++++ Records provided
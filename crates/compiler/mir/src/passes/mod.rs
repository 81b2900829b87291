//! MIR passes: SSA construction and the Live structural check.

pub mod live_enforcement;
pub mod ssa_conversion;
pub mod ssa_placement;

pub use live_enforcement::{enforce_live, LiveDiagnostic};
pub use ssa_conversion::{convert_function_to_ssa, convert_to_ssa, SsaDiagnostic};
pub use ssa_placement::compute_phi_placement;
++++++++
Directions for this task:
Return the listing in full, exactly.

Output for this exercise:
filename crates/compiler/mir/src/passes/mod.rs
repository 81b2900829b87291
//! MIR passes: SSA construction and the Live structural check.

pub mod live_enforcement;
pub mod ssa_conversion;
pub mod ssa_placement;

pub use live_enforcement::{enforce_live, LiveDiagnostic};
pub use ssa_conversion::{convert_function_to_ssa, convert_to_ssa, SsaDiagnostic};
pub use ssa_placement::compute_phi_placement;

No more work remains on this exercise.